Vsevolod Iourievitch a compris le rôle de l'architecture dans la projection de l'autorité et il a soutenu la construction d'églises en pierre, non seulement comme une expression de dévotion religieuse, mais aussi comme une déclaration de pouvoir. Les sculptures sur les façades de la cathédrale Saint-Dimitri forment une expression de ce pouvoir, en commençant par une représentation du roi biblique David sur la partie supérieure de la façade ouest (l'entrée principale).
En plus de ces représentations emblématiques de dirigeants divinement oints, les sculptures comprennent des représentations du Christ, ainsi qu'un éventail de saints et de personnages de l'Ancien Testament. De nombreux blocs sculptés représentent des figures ornementales ou des motifs héraldiques tels que des lions, tandis que les espaces entre les colonnes des arcades de la façade servent de niches pour les statues de saints.
Les origines de cet étalage élaboré ont fait l'objet de nombreuses discussions. L'architecture et la sculpture romanes d'Europe centrale sont des sources probables, bien que les détails de leur transfert en ces lieux soient inconnus. L'influence des façades d'églises sculptées dans les royaumes médiévaux du Caucase de Géorgie et d'Arménie a également été suggérée. Les gloires de la culture byzantine constituent une autre source probable, car Vsevolod avait passé plusieurs années en exil à Constantinople avant son retour pour gouverner la principauté de Vladimir.
Une touche orientale
La pleine mesure de la tendance à l'ornementalisme est révélée dans la cathédrale de calcaire construite à Iouriev-Polski par le prince Sviatoslav Vsevolodovich (1196-1252), l'un des fils de Vsevolod III. Fondée par le Grand Prince Iouri Dolgorouki au milieu du XIIe siècle, la colonie de Iouriev-Polski avait été incluse dans la principauté de Vladimir. Arpès la répartition des terres entre les fils de Vsevolod en 1212, elle devient le siège d'une petite principauté gouvernée par Sviatoslav.
Iouri Dolgourouki avait commandé une église en calcaire dédiée à Saint-Georges, son saint patron, dans les remparts en terre du kremlin (citadelle) de la ville (le nom Iouri est la forme slave de George). Construit en 1152, la structure tomba en ruines et, en 1230, Sviatoslav entreprit la reconstruction de l'église de son grand-père.

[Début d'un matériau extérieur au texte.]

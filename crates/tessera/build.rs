use std::env;
use std::fs::File;
use std::io::Write;
use std::path::Path;

/// IEC 61966-2-1 exact formula: sRGB to linear
fn srgb_to_linear_exact(srgb: f64) -> f64 {
    if srgb <= 0.04045 {
        srgb / 12.92
    } else {
        ((srgb + 0.055) / 1.055).powf(2.4)
    }
}

fn main() {
    let out_dir = env::var("OUT_DIR").unwrap();
    let dest_path = Path::new(&out_dir).join("gamma_lut.rs");
    let mut file = File::create(&dest_path).unwrap();

    // Pieces are always 8-bit, so one entry per code value is exact.
    writeln!(file, "/// Lookup table for 8-bit sRGB to linear conversion").unwrap();
    writeln!(file, "/// Index: 8-bit sRGB code value, Value: linear value").unwrap();
    writeln!(file, "pub static SRGB8_TO_LINEAR: [f32; 256] = [").unwrap();
    for i in 0..256 {
        let linear = srgb_to_linear_exact(i as f64 / 255.0);
        if i > 0 && i % 8 == 0 {
            writeln!(file).unwrap();
        }
        write!(file, "    {:.9},", linear as f32).unwrap();
    }
    writeln!(file, "\n];").unwrap();

    println!("cargo::rerun-if-changed=build.rs");
}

La nouvelle cathédrale Saint-Georges a été achevée en 1234. Elle arborait une esthétique saisissante, avec une structure verticale élevée couronnée par une seule coupole. La partie inférieure de la structure était recouverte d'un abondant « tapis » de sculptures de calcaire en bas-relief.
Bien que considérablement plus petite que la cathédrale de la Nativité de la Vierge dans la ville voisine de Souzdal, la cathédrale Saint-Georges est similaire en ce qu'elle a trois grandes extensions pour les portails des façades nord, ouest et sud. Comme à Souzdal, l'extension ouest est considérablement plus grande avec deux niveaux, le supérieur remplaçant la galerie du chœur habituelle au sein de la structure principale.
Étant donné que la cathédrale Saint-Georges n'avait pas de galerie de chœur, l'intérieur de cette église à quatre piliers était exceptionnellement spacieux et bien éclairé par deux rangées de fenêtres dégagées. Les murs intérieurs étaient recouverts de fresques, mais l'affichage iconographique le plus frappant est resté à l'extérieur.
Au nom de…
On pense que la cathédrale Saint-Georges a été construite pour célébrer une victoire majeure des forces de Sviatoslav sur les Bulgares de la Volga en 1220. Par conséquent, les scènes bibliques, les saints et les pères de l'église qui apparaissent dans la sculpture en relief signifient la protection divine dont bénéficiaient le prince et son peuple.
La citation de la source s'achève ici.